Ambulance staff are entrusted with vulnerable people daily, but at times it is hard not to feel, as a reader, that the ambulance service is being taken advantage of by some and you wonder whether all recipients of care are equally deserving. Wharton’s text, however, feels non-judgemental, although he, along with his colleague Val, enjoy their fair share of humorous quips and sarcastic remarks about patients. Also look out for characters Len and Fatima, who are highly entertaining when they appear. It goes without saying that ambulance service staff should be highly respected for the phenomenal job they do, but Wharton freely admits that they are not angels. Warts and all, he confesses when things go wrong and when the motivations of ambulance staff are not entirely selfless.

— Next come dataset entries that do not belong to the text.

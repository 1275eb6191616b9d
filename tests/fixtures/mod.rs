//! Scratch directory shared by the conversion regression suites.

use std::fs;
use std::path::{Path, PathBuf};
use std::sync::atomic::{AtomicU64, Ordering};

static COUNTER: AtomicU64 = AtomicU64::new(0);

/// A throwaway directory tree, removed on drop.
pub struct Scratch {
    root: PathBuf,
}

impl Scratch {
    pub fn new(label: &str) -> Self {
        let n = COUNTER.fetch_add(1, Ordering::Relaxed);
        let root = std::env::temp_dir().join(format!(
            "ghostty-ghost-it-{label}-{}-{n}",
            std::process::id()
        ));
        let _ = fs::remove_dir_all(&root);
        fs::create_dir_all(&root).expect("create scratch dir");
        Self { root }
    }

    pub fn root(&self) -> &Path {
        &self.root
    }

    pub fn path(&self, relative: &str) -> PathBuf {
        self.root.join(relative)
    }

    pub fn write(&self, relative: &str, text: &str) -> PathBuf {
        let path = self.path(relative);
        if let Some(parent) = path.parent() {
            fs::create_dir_all(parent).expect("create fixture parent");
        }
        fs::write(&path, text).expect("write fixture");
        path
    }

    pub fn read(&self, relative: &str) -> String {
        fs::read_to_string(self.path(relative)).expect("read fixture")
    }
}

impl Drop for Scratch {
    fn drop(&mut self) {
        let _ = fs::remove_dir_all(&self.root);
    }
}
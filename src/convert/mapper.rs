//! Table application: source mapping in, Ghostty mapping out.
//!
//! Keys the table does not know are never dropped. They come out as
//! commented entries under a single "unmapped settings" sentinel so the user
//! can port them by hand.

use tracing::debug;

use super::table::TranslationTable;
use super::{GhosttyConfig, RawConfig};

/// Prefix that turns a source key into a commented annotation.
pub const UNMAPPED_PREFIX: &str = "# ";
/// Sentinel entry opening the unmapped block.
pub const UNMAPPED_SENTINEL: &str = "# Unmapped settings";

/// A Ghostty setting synthesized from a source setting, independent of the
/// key table.
#[derive(Debug, Clone, Copy)]
pub struct DerivedSetting {
    pub source_key: &'static str,
    pub applies: fn(&str) -> bool,
    pub target_key: &'static str,
    pub value: &'static str,
}

/// Default radius Ghostty gets when Alacritty asks for blur.
pub const DEFAULT_BLUR_RADIUS: &str = "10";

/// Derived settings for Alacritty sources.
pub static ALACRITTY_DERIVED: &[DerivedSetting] = &[DerivedSetting {
    source_key: "window_blur",
    applies: is_truthy,
    target_key: "background-blur-radius",
    value: DEFAULT_BLUR_RADIUS,
}];

fn is_truthy(value: &str) -> bool {
    value.trim().eq_ignore_ascii_case("true")
}

/// Translate every key through `table`, annotating the misses.
///
/// Iteration follows `source` key order, so when two source keys share a
/// target the lexically later source key wins.
pub fn translate(source: &RawConfig, table: &TranslationTable) -> GhosttyConfig {
    let mut out = GhosttyConfig::new();
    let mut unmapped = Vec::new();
    for (key, value) in source {
        match table.lookup(key) {
            Some(target) => out.insert(target.render(), value.clone()),
            None => unmapped.push((key.as_str(), value.as_str())),
        }
    }
    if !unmapped.is_empty() {
        debug!(table = table.name(), count = unmapped.len(), "unmapped source keys");
    }
    annotate_unmapped(&mut out, unmapped);
    out
}

/// Add commented passthrough entries, plus the sentinel when any were added.
pub fn annotate_unmapped<'a, I>(out: &mut GhosttyConfig, unmapped: I)
where
    I: IntoIterator<Item = (&'a str, &'a str)>,
{
    let mut any = false;
    for (key, value) in unmapped {
        out.insert(unmapped_key(key), value.to_string());
        any = true;
    }
    if any {
        out.insert(UNMAPPED_SENTINEL.to_string(), String::new());
    }
}

/// The commented form of a source key.
pub fn unmapped_key(source_key: &str) -> String {
    format!("{UNMAPPED_PREFIX}{source_key}")
}

/// Whether a Ghostty mapping key is an unmapped annotation (sentinel excluded).
pub fn is_unmapped_key(key: &str) -> bool {
    key.starts_with(UNMAPPED_PREFIX) && key != UNMAPPED_SENTINEL
}

/// Apply derived-setting rules on top of the table output.
pub fn apply_derived(source: &RawConfig, out: &mut GhosttyConfig, rules: &[DerivedSetting]) {
    for rule in rules {
        let Some(value) = source.get(rule.source_key) else {
            continue;
        };
        if (rule.applies)(value) {
            debug!(
                source = rule.source_key,
                target = rule.target_key,
                "derived setting applied"
            );
            out.insert(rule.target_key.to_string(), rule.value.to_string());
        }
    }
}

Emergency Admissions details the mundanity of everyday life, as we negotiate our own bodies and those of others. It is a reminder that we may be closer than we realise to our own death, or bodily fluids. Do not read this book whilst you are eating; from the stench of flesh that has not been cleaned, to urine-soaked sofas, Wharton tells all to the reader.

We get a strong sense of the individuals Wharton helps, through his accounts of them. The absurdity of what people consider to be normal within their everyday lives is interesting, and furthermore, the potential closeness of humour and tragedy in a situation is striking. However, at the centre of the stories are the commonalities we share as human beings and Wharton’s accounts are humbling. We are also reminded that when dealing with patients, the family and friends of that individual require support as well and this can be a tricky balance. The stories show us that irrespective of our social status – how much money we have, or what we choose to do – we are all human beings and most of us will, at some point in our lives, require medical assistance. This might sound cliché, but Wharton weaves this acknowledgment into his narrative with subtlety.

Wharton’s memoir is raw and it feels deliciously naughty at times. Sometimes rude, the text titters on the edge of indelicacy. The baseness of the language reflects the vulnerability and unrefined nature of the human body in heavily pressurised situations, when everything else is stripped away. From the revelatory details of patients’ lives, to the coarse and colloquial language that frames some of the most pressurised, and some of the funniest, stories, you feel you are privy to secrets. It is surprising to find yourself nearly in tears and then close to laughing, whilst reading the same page. I did have to stifle a guffaw whilst reading the book on the train one day.

It does not matter if readers are unfamiliar with the UK’s NHS or medicine in general, as you will find universally recognisable elements within the stories, and Wharton focuses on the human element, rather than the technical. What Emergency Admissions really highlights is that the ambulance service is a vital institution where medicine and humanity meet. Wharton’s memoir is concerned with the drama of the everyday. You realise that the day somebody meets an ambulance can be the worst day of their lives, or one they are most hopeful and grateful for. Either way, the presence of an ambulance in somebody’s life will be highly emotive and evocative.